What you are asked to do - Print every entry exactly as written.

===

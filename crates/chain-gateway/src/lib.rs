// Copyright 2022 Webb Technologies Inc.
//
// Licensed under the Apache License, Version 2.0 (the "License");
// you may not use this file except in compliance with the License.
// You may obtain a copy of the License at
//
// http://www.apache.org/licenses/LICENSE-2.0
//
// Unless required by applicable law or agreed to in writing, software
// distributed under the License is distributed on an "AS IS" BASIS,
// WITHOUT WARRANTIES OR CONDITIONS OF ANY KIND, either express or implied.
// See the License for the specific language governing permissions and
// limitations under the License.

#![warn(missing_docs)]
//! # Chain Gateway 🕸️
//!
//! Typed access to the Trackless registry contract: the `trackerToOwner`
//! and `isLost` views, chain facts, and the relayed `submitReport`
//! transaction.
//!
//! Every call is bounded by a timeout and never retried here, callers decide
//! what a failure means.

use std::time::Duration;

use ethers::types::{Address, TxHash};
use trackless_relayer_types::Eid;
use trackless_relayer_utils::ScanReportError;

/// The relay signing identity.
pub mod credential;
/// Gateway backed by an ethers provider.
pub mod evm;
/// In memory gateway, for tests and local development.
pub mod mocked;

pub use credential::RelayCredential;
pub use evm::EvmChainGateway;
pub use mocked::MockedChainGateway;

#[allow(missing_docs)]
mod bindings {
    ethers::contract::abigen!(
        TracklessCore,
        r#"[
            function trackerToOwner(bytes32 eid) external view returns (address)
            function isLost(bytes32 eid) external view returns (bool)
            function submitReport(bytes32 eid, address scanner, string ipfsCid) external
        ]"#,
    );
}

pub use bindings::{
    IsLostCall, SubmitReportCall, TrackerToOwnerCall, TracklessCore,
};

/// The operations the relayer needs from the chain.
#[async_trait::async_trait]
pub trait ChainGateway: Send + Sync {
    /// The chain id relay transactions are signed for.
    fn chain_id(&self) -> u64;
    /// Address of the registry contract.
    fn contract_address(&self) -> Address;
    /// Deadline of one relay, from waiting for the credential to the
    /// broadcast.
    fn submit_timeout(&self) -> Duration;
    /// The chain id reported by the node, used to probe connectivity.
    async fn node_chain_id(&self) -> Result<u64, ScanReportError>;
    /// The owner of `eid`, `None` when the tracker is not registered.
    async fn owner_of(
        &self,
        eid: &Eid,
    ) -> Result<Option<Address>, ScanReportError>;
    /// Whether the owner of `eid` enabled lost mode.
    async fn is_lost(&self, eid: &Eid) -> Result<bool, ScanReportError>;
    /// Timestamp of the latest block, in seconds.
    async fn latest_block_timestamp(&self) -> Result<u64, ScanReportError>;
    /// Builds, signs with `credential` and broadcasts a `submitReport`
    /// transaction, returning its hash.
    ///
    /// Callers must serialize calls that share a credential, the nonce is
    /// read fresh on every call.
    async fn submit_report(
        &self,
        eid: &Eid,
        scanner: Address,
        content_id: &str,
        credential: &RelayCredential,
    ) -> Result<TxHash, ScanReportError>;
}
use serde::de::DeserializeOwned;
use serde::{Deserialize, Serialize};

#[derive(Debug, PartialEq)]
pub enum AppErrorType {
    PayloadValidationError,
    AuthError,
    AuthRequired,
    NetworkError,
    ApiError { code: String, message: String },
    JsonParseError,
    SerializationError,
    NotFoundError,
    CacheError,
    UnsupportedSchema,
    InternalServerError,
}

#[derive(Debug, PartialEq, thiserror::Error)]
#[error("{error_type:?}: {message:?}")]
pub struct AppError {
    pub error_type: AppErrorType,
    pub message: Option<String>,
    pub cause: Option<String>,
}

impl AppError {
    pub fn message(&self) -> String {
        match &*self {
            AppError {
                message: Some(message),
                ..
            } => message.clone(),

            AppError {
                message: None,
                error_type: AppErrorType::NotFoundError,
                ..
            } => "The requested item was not found".to_string(),
            _ => "An unexpected error has occurred".to_string(),
        }
    }

    pub fn validation_error(error: impl ToString) -> AppError {
        AppError {
            cause: None,
            error_type: AppErrorType::PayloadValidationError,
            message: Some(error.to_string()),
        }
    }

    pub fn unauthorized(error: impl ToString) -> AppError {
        AppError {
            cause: Some(error.to_string()),
            error_type: AppErrorType::AuthError,
            message: Some(error.to_string()),
        }
    }

    pub fn auth_required(error: impl ToString) -> AppError {
        AppError {
            cause: None,
            error_type: AppErrorType::AuthRequired,
            message: Some(error.to_string()),
        }
    }

    pub fn network_error(error: impl ToString) -> AppError {
        AppError {
            cause: Some(error.to_string()),
            error_type: AppErrorType::NetworkError,
            message: Some("Erro de conexão com o servidor".to_string()),
        }
    }

    pub fn not_found(error: impl ToString) -> AppError {
        AppError {
            cause: None,
            error_type: AppErrorType::NotFoundError,
            message: Some(error.to_string()),
        }
    }

    pub fn internal_error(error: impl ToString) -> AppError {
        AppError {
            cause: Some(error.to_string()),
            error_type: AppErrorType::InternalServerError,
            message: Some(error.to_string()),
        }
    }

    pub fn unsupported_schema(error: impl ToString) -> AppError {
        AppError {
            cause: None,
            error_type: AppErrorType::UnsupportedSchema,
            message: Some(error.to_string()),
        }
    }

    /// True when the backend rejected the credential (401). The session
    /// store must reset to anonymous when it sees one of these.
    pub fn is_unauthorized(&self) -> bool {
        self.error_type == AppErrorType::AuthError
    }

    /// True when the action was refused locally because no user is
    /// logged in. The caller redirects to the login view; no request
    /// was sent.
    pub fn requires_login(&self) -> bool {
        self.error_type == AppErrorType::AuthRequired
    }
}

impl From<anyhow::Error> for AppError {
    fn from(error: anyhow::Error) -> Self {
        AppError {
            message: None,
            cause: Some(error.to_string()),
            error_type: AppErrorType::InternalServerError,
        }
    }
}

impl From<reqwest::Error> for AppError {
    fn from(error: reqwest::Error) -> Self {
        if error.is_decode() {
            return AppError {
                cause: Some(error.to_string()),
                error_type: AppErrorType::JsonParseError,
                message: Some("Resposta inválida do servidor".to_string()),
            };
        }
        AppError::network_error(error)
    }
}

impl From<serde_json::Error> for AppError {
    fn from(error: serde_json::Error) -> Self {
        AppError {
            cause: Some(error.to_string()),
            error_type: AppErrorType::JsonParseError,
            message: Some("Resposta inválida do servidor".to_string()),
        }
    }
}

impl From<validator::ValidationErrors> for AppError {
    fn from(error: validator::ValidationErrors) -> Self {
        AppError::validation_error(error)
    }
}

/// Wire envelope every backend endpoint answers with:
/// `{ success, data, message, error }`.
#[derive(Debug, Serialize, Deserialize)]
#[serde(bound(deserialize = "T: Deserialize<'de>"))]
pub struct ApiEnvelope<T> {
    pub success: bool,
    #[serde(default, skip_serializing_if = "Option::is_none")]
    pub data: Option<T>,
    #[serde(default, skip_serializing_if = "Option::is_none")]
    pub message: Option<String>,
    #[serde(default, skip_serializing_if = "Option::is_none")]
    pub error: Option<String>,
}

impl<T> ApiEnvelope<T> {
    /// Server-reported business errors come back verbatim, preferring
    /// the `error` field over `message` like the original web client.
    pub fn failure_message(&self) -> String {
        self.error
            .clone()
            .or_else(|| self.message.clone())
            .unwrap_or_else(|| "Erro interno do servidor".to_string())
    }

    pub fn into_data(self, status_code: u16) -> Result<T, AppError> {
        if self.success {
            if let Some(data) = self.data {
                return Ok(data);
            }
        }
        let message = self.failure_message();
        Err(AppError {
            error_type: AppErrorType::ApiError {
                code: status_code.to_string(),
                message: message.clone(),
            },
            message: Some(message),
            cause: None,
        })
    }
}

pub fn parse_envelope<T: DeserializeOwned>(body: &str, status_code: u16) -> Result<T, AppError> {
    let envelope: ApiEnvelope<T> = serde_json::from_str(body)?;
    envelope.into_data(status_code)
}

===

Response to this task -
filename crates/chain-gateway/src/lib.rs
// Copyright 2022 Webb Technologies Inc.
//
// Licensed under the Apache License, Version 2.0 (the "License");
// you may not use this file except in compliance with the License.
// You may obtain a copy of the License at
//
// http://www.apache.org/licenses/LICENSE-2.0
//
// Unless required by applicable law or agreed to in writing, software
// distributed under the License is distributed on an "AS IS" BASIS,
// WITHOUT WARRANTIES OR CONDITIONS OF ANY KIND, either express or implied.
// See the License for the specific language governing permissions and
// limitations under the License.

#![warn(missing_docs)]
//! # Chain Gateway 🕸️
//!
//! Typed access to the Trackless registry contract: the `trackerToOwner`
//! and `isLost` views, chain facts, and the relayed `submitReport`
//! transaction.
//!
//! Every call is bounded by a timeout and never retried here, callers decide
//! what a failure means.

use std::time::Duration;

use ethers::types::{Address, TxHash};
use trackless_relayer_types::Eid;
use trackless_relayer_utils::ScanReportError;

/// The relay signing identity.
pub mod credential;
/// Gateway backed by an ethers provider.
pub mod evm;
/// In memory gateway, for tests and local development.
pub mod mocked;

pub use credential::RelayCredential;
pub use evm::EvmChainGateway;
pub use mocked::MockedChainGateway;

#[allow(missing_docs)]
mod bindings {
    ethers::contract::abigen!(
        TracklessCore,
        r#"[
            function trackerToOwner(bytes32 eid) external view returns (address)
            function isLost(bytes32 eid) external view returns (bool)
            function submitReport(bytes32 eid, address scanner, string ipfsCid) external
        ]"#,
    );
}

pub use bindings::{
    IsLostCall, SubmitReportCall, TrackerToOwnerCall, TracklessCore,
};

/// The operations the relayer needs from the chain.
#[async_trait::async_trait]
pub trait ChainGateway: Send + Sync {
    /// The chain id relay transactions are signed for.
    fn chain_id(&self) -> u64;
    /// Address of the registry contract.
    fn contract_address(&self) -> Address;
    /// Deadline of one relay, from waiting for the credential to the
    /// broadcast.
    fn submit_timeout(&self) -> Duration;
    /// The chain id reported by the node, used to probe connectivity.
    async fn node_chain_id(&self) -> Result<u64, ScanReportError>;
    /// The owner of `eid`, `None` when the tracker is not registered.
    async fn owner_of(
        &self,
        eid: &Eid,
    ) -> Result<Option<Address>, ScanReportError>;
    /// Whether the owner of `eid` enabled lost mode.
    async fn is_lost(&self, eid: &Eid) -> Result<bool, ScanReportError>;
    /// Timestamp of the latest block, in seconds.
    async fn latest_block_timestamp(&self) -> Result<u64, ScanReportError>;
    /// Builds, signs with `credential` and broadcasts a `submitReport`
    /// transaction, returning its hash.
    ///
    /// Callers must serialize calls that share a credential, the nonce is
    /// read fresh on every call.
    async fn submit_report(
        &self,
        eid: &Eid,
        scanner: Address,
        content_id: &str,
        credential: &RelayCredential,
    ) -> Result<TxHash, ScanReportError>;
}
use serde::de::DeserializeOwned;
use serde::{Deserialize, Serialize};

#[derive(Debug, PartialEq)]
pub enum AppErrorType {
    PayloadValidationError,
    AuthError,
    AuthRequired,
    NetworkError,
    ApiError { code: String, message: String },
    JsonParseError,
    SerializationError,
    NotFoundError,
    CacheError,
    UnsupportedSchema,
    InternalServerError,
}

#[derive(Debug, PartialEq, thiserror::Error)]
#[error("{error_type:?}: {message:?}")]
pub struct AppError {
    pub error_type: AppErrorType,
    pub message: Option<String>,
    pub cause: Option<String>,
}

impl AppError {
    pub fn message(&self) -> String {
        match &*self {
            AppError {
                message: Some(message),
                ..
            } => message.clone(),

            AppError {
                message: None,
                error_type: AppErrorType::NotFoundError,
                ..
            } => "The requested item was not found".to_string(),
            _ => "An unexpected error has occurred".to_string(),
        }
    }

    pub fn validation_error(error: impl ToString) -> AppError {
        AppError {
            cause: None,
            error_type: AppErrorType::PayloadValidationError,
            message: Some(error.to_string()),
        }
    }

    pub fn unauthorized(error: impl ToString) -> AppError {
        AppError {
            cause: Some(error.to_string()),
            error_type: AppErrorType::AuthError,
            message: Some(error.to_string()),
        }
    }

    pub fn auth_required(error: impl ToString) -> AppError {
        AppError {
            cause: None,
            error_type: AppErrorType::AuthRequired,
            message: Some(error.to_string()),
        }
    }

    pub fn network_error(error: impl ToString) -> AppError {
        AppError {
            cause: Some(error.to_string()),
            error_type: AppErrorType::NetworkError,
            message: Some("Erro de conexão com o servidor".to_string()),
        }
    }

    pub fn not_found(error: impl ToString) -> AppError {
        AppError {
            cause: None,
            error_type: AppErrorType::NotFoundError,
            message: Some(error.to_string()),
        }
    }

    pub fn internal_error(error: impl ToString) -> AppError {
        AppError {
            cause: Some(error.to_string()),
            error_type: AppErrorType::InternalServerError,
            message: Some(error.to_string()),
        }
    }

    pub fn unsupported_schema(error: impl ToString) -> AppError {
        AppError {
            cause: None,
            error_type: AppErrorType::UnsupportedSchema,
            message: Some(error.to_string()),
        }
    }

    /// True when the backend rejected the credential (401). The session
    /// store must reset to anonymous when it sees one of these.
    pub fn is_unauthorized(&self) -> bool {
        self.error_type == AppErrorType::AuthError
    }

    /// True when the action was refused locally because no user is
    /// logged in. The caller redirects to the login view; no request
    /// was sent.
    pub fn requires_login(&self) -> bool {
        self.error_type == AppErrorType::AuthRequired
    }
}

impl From<anyhow::Error> for AppError {
    fn from(error: anyhow::Error) -> Self {
        AppError {
            message: None,
            cause: Some(error.to_string()),
            error_type: AppErrorType::InternalServerError,
        }
    }
}

impl From<reqwest::Error> for AppError {
    fn from(error: reqwest::Error) -> Self {
        if error.is_decode() {
            return AppError {
                cause: Some(error.to_string()),
                error_type: AppErrorType::JsonParseError,
                message: Some("Resposta inválida do servidor".to_string()),
            };
        }
        AppError::network_error(error)
    }
}

impl From<serde_json::Error> for AppError {
    fn from(error: serde_json::Error) -> Self {
        AppError {
            cause: Some(error.to_string()),
            error_type: AppErrorType::JsonParseError,
            message: Some("Resposta inválida do servidor".to_string()),
        }
    }
}

impl From<validator::ValidationErrors> for AppError {
    fn from(error: validator::ValidationErrors) -> Self {
        AppError::validation_error(error)
    }
}

/// Wire envelope every backend endpoint answers with:
/// `{ success, data, message, error }`.
#[derive(Debug, Serialize, Deserialize)]
#[serde(bound(deserialize = "T: Deserialize<'de>"))]
pub struct ApiEnvelope<T> {
    pub success: bool,
    #[serde(default, skip_serializing_if = "Option::is_none")]
    pub data: Option<T>,
    #[serde(default, skip_serializing_if = "Option::is_none")]
    pub message: Option<String>,
    #[serde(default, skip_serializing_if = "Option::is_none")]
    pub error: Option<String>,
}

impl<T> ApiEnvelope<T> {
    /// Server-reported business errors come back verbatim, preferring
    /// the `error` field over `message` like the original web client.
    pub fn failure_message(&self) -> String {
        self.error
            .clone()
            .or_else(|| self.message.clone())
            .unwrap_or_else(|| "Erro interno do servidor".to_string())
    }

    pub fn into_data(self, status_code: u16) -> Result<T, AppError> {
        if self.success {
            if let Some(data) = self.data {
                return Ok(data);
            }
        }
        let message = self.failure_message();
        Err(AppError {
            error_type: AppErrorType::ApiError {
                code: status_code.to_string(),
                message: message.clone(),
            },
            message: Some(message),
            cause: None,
        })
    }
}

pub fn parse_envelope<T: DeserializeOwned>(body: &str, status_code: u16) -> Result<T, AppError> {
    let envelope: ApiEnvelope<T> = serde_json::from_str(body)?;
    envelope.into_data(status_code)
}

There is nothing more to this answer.